▶ Directions: Copy the entries character for character.

[Records excerpted from a collection]

# # # #

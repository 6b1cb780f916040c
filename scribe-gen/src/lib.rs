//! scribe-gen library interface
//!
//! Block-based content transformation service: article generation, block
//! rewriting and per-platform copy matrices over an OpenAI-compatible
//! chat completions backend.

pub mod api;
pub mod error;
pub mod pipeline;
pub mod services;
pub mod types;

pub use crate::error::{ApiError, ApiResult, PipelineError};
pub use crate::pipeline::Pipeline;

use axum::Router;
use chrono::{DateTime, Utc};
use std::sync::Arc;
use tokio::sync::RwLock;
use tower_http::trace::TraceLayer;

/// Application state shared across handlers
#[derive(Clone)]
pub struct AppState {
    /// Transformation pipeline (immutable after startup)
    pub pipeline: Arc<Pipeline>,
    /// Service startup timestamp for uptime tracking
    pub startup_time: DateTime<Utc>,
    /// Last upstream or configuration error, reported by /health
    pub last_error: Arc<RwLock<Option<String>>>,
}

impl AppState {
    pub fn new(pipeline: Arc<Pipeline>) -> Self {
        Self {
            pipeline,
            startup_time: Utc::now(),
            last_error: Arc::new(RwLock::new(None)),
        }
    }

    /// Pass a pipeline result through, remembering server-side failures
    pub async fn observe<T>(&self, result: Result<T, PipelineError>) -> Result<T, PipelineError> {
        if let Err(err) = &result {
            if matches!(err, PipelineError::Generation(_) | PipelineError::Configuration(_)) {
                tracing::error!(error = %err, "Pipeline failure");
                *self.last_error.write().await = Some(err.to_string());
            }
        }
        result
    }
}

/// Build application router
pub fn build_router(state: AppState) -> Router {
    Router::new()
        .merge(api::generate_routes())
        .merge(api::rewrite_routes())
        .merge(api::matrix_routes())
        .merge(api::health_routes())
        .layer(TraceLayer::new_for_http())
        .with_state(state)
}
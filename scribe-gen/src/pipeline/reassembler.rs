//! Result reassembly
//!
//! Merges dispatcher outcomes back into the original document by block index.
//! Block count and order never change; only the content of TEXT blocks with a
//! matching outcome can.

use super::blocks::Document;
use crate::types::{GenerationOutcome, UnitId};
use scribe_common::FailurePolicy;
use std::collections::HashMap;
use tracing::debug;

/// Visible marker for a block whose rewrite failed
pub fn failure_annotation(detail: &str, original: &str) -> String {
    format!("[rewrite failed: {}] {}", detail, original)
}

/// Merge outcomes into `original`
///
/// - Succeeded: the TEXT block with that index takes the generated output
/// - Failed: `Retain` keeps the original, `Annotate` replaces it with
///   [`failure_annotation`]
/// - OPAQUE blocks, blocks without an outcome, and outcomes without a block
///   (or with a platform id) are left alone
pub fn reassemble(
    original: Document,
    outcomes: Vec<GenerationOutcome>,
    policy: FailurePolicy,
) -> Document {
    let mut by_index: HashMap<usize, GenerationOutcome> = HashMap::with_capacity(outcomes.len());
    for outcome in outcomes {
        match outcome.id {
            UnitId::Index(index) => {
                by_index.insert(index, outcome);
            }
            UnitId::Platform(platform) => {
                debug!(platform = %platform, "Ignoring platform outcome during reassembly");
            }
        }
    }

    let blocks = original
        .blocks
        .into_iter()
        .map(|mut block| {
            if !block.is_text() {
                return block;
            }
            if let Some(outcome) = by_index.remove(&block.index) {
                if outcome.succeeded {
                    block.content = outcome.output;
                } else if policy == FailurePolicy::Annotate {
                    let detail = outcome.failure_detail.as_deref().unwrap_or("unknown error");
                    block.content = failure_annotation(detail, &block.content);
                }
            }
            block
        })
        .collect();

    if !by_index.is_empty() {
        debug!(
            unmatched = by_index.len(),
            "Outcomes without a matching text block were dropped"
        );
    }

    Document::new(blocks)
}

# # # #

▶ Solution to this task:
repository 6b1cb780f916040c
filename scribe-gen/src/lib.rs
//! scribe-gen library interface
//!
//! Block-based content transformation service: article generation, block
//! rewriting and per-platform copy matrices over an OpenAI-compatible
//! chat completions backend.

pub mod api;
pub mod error;
pub mod pipeline;
pub mod services;
pub mod types;

pub use crate::error::{ApiError, ApiResult, PipelineError};
pub use crate::pipeline::Pipeline;

use axum::Router;
use chrono::{DateTime, Utc};
use std::sync::Arc;
use tokio::sync::RwLock;
use tower_http::trace::TraceLayer;

/// Application state shared across handlers
#[derive(Clone)]
pub struct AppState {
    /// Transformation pipeline (immutable after startup)
    pub pipeline: Arc<Pipeline>,
    /// Service startup timestamp for uptime tracking
    pub startup_time: DateTime<Utc>,
    /// Last upstream or configuration error, reported by /health
    pub last_error: Arc<RwLock<Option<String>>>,
}

impl AppState {
    pub fn new(pipeline: Arc<Pipeline>) -> Self {
        Self {
            pipeline,
            startup_time: Utc::now(),
            last_error: Arc::new(RwLock::new(None)),
        }
    }

    /// Pass a pipeline result through, remembering server-side failures
    pub async fn observe<T>(&self, result: Result<T, PipelineError>) -> Result<T, PipelineError> {
        if let Err(err) = &result {
            if matches!(err, PipelineError::Generation(_) | PipelineError::Configuration(_)) {
                tracing::error!(error = %err, "Pipeline failure");
                *self.last_error.write().await = Some(err.to_string());
            }
        }
        result
    }
}

/// Build application router
pub fn build_router(state: AppState) -> Router {
    Router::new()
        .merge(api::generate_routes())
        .merge(api::rewrite_routes())
        .merge(api::matrix_routes())
        .merge(api::health_routes())
        .layer(TraceLayer::new_for_http())
        .with_state(state)
}
filename scribe-gen/src/pipeline/reassembler.rs
//! Result reassembly
//!
//! Merges dispatcher outcomes back into the original document by block index.
//! Block count and order never change; only the content of TEXT blocks with a
//! matching outcome can.

use super::blocks::Document;
use crate::types::{GenerationOutcome, UnitId};
use scribe_common::FailurePolicy;
use std::collections::HashMap;
use tracing::debug;

/// Visible marker for a block whose rewrite failed
pub fn failure_annotation(detail: &str, original: &str) -> String {
    format!("[rewrite failed: {}] {}", detail, original)
}

/// Merge outcomes into `original`
///
/// - Succeeded: the TEXT block with that index takes the generated output
/// - Failed: `Retain` keeps the original, `Annotate` replaces it with
///   [`failure_annotation`]
/// - OPAQUE blocks, blocks without an outcome, and outcomes without a block
///   (or with a platform id) are left alone
pub fn reassemble(
    original: Document,
    outcomes: Vec<GenerationOutcome>,
    policy: FailurePolicy,
) -> Document {
    let mut by_index: HashMap<usize, GenerationOutcome> = HashMap::with_capacity(outcomes.len());
    for outcome in outcomes {
        match outcome.id {
            UnitId::Index(index) => {
                by_index.insert(index, outcome);
            }
            UnitId::Platform(platform) => {
                debug!(platform = %platform, "Ignoring platform outcome during reassembly");
            }
        }
    }

    let blocks = original
        .blocks
        .into_iter()
        .map(|mut block| {
            if !block.is_text() {
                return block;
            }
            if let Some(outcome) = by_index.remove(&block.index) {
                if outcome.succeeded {
                    block.content = outcome.output;
                } else if policy == FailurePolicy::Annotate {
                    let detail = outcome.failure_detail.as_deref().unwrap_or("unknown error");
                    block.content = failure_annotation(detail, &block.content);
                }
            }
            block
        })
        .collect();

    if !by_index.is_empty() {
        debug!(
            unmatched = by_index.len(),
            "Outcomes without a matching text block were dropped"
        );
    }

    Document::new(blocks)
}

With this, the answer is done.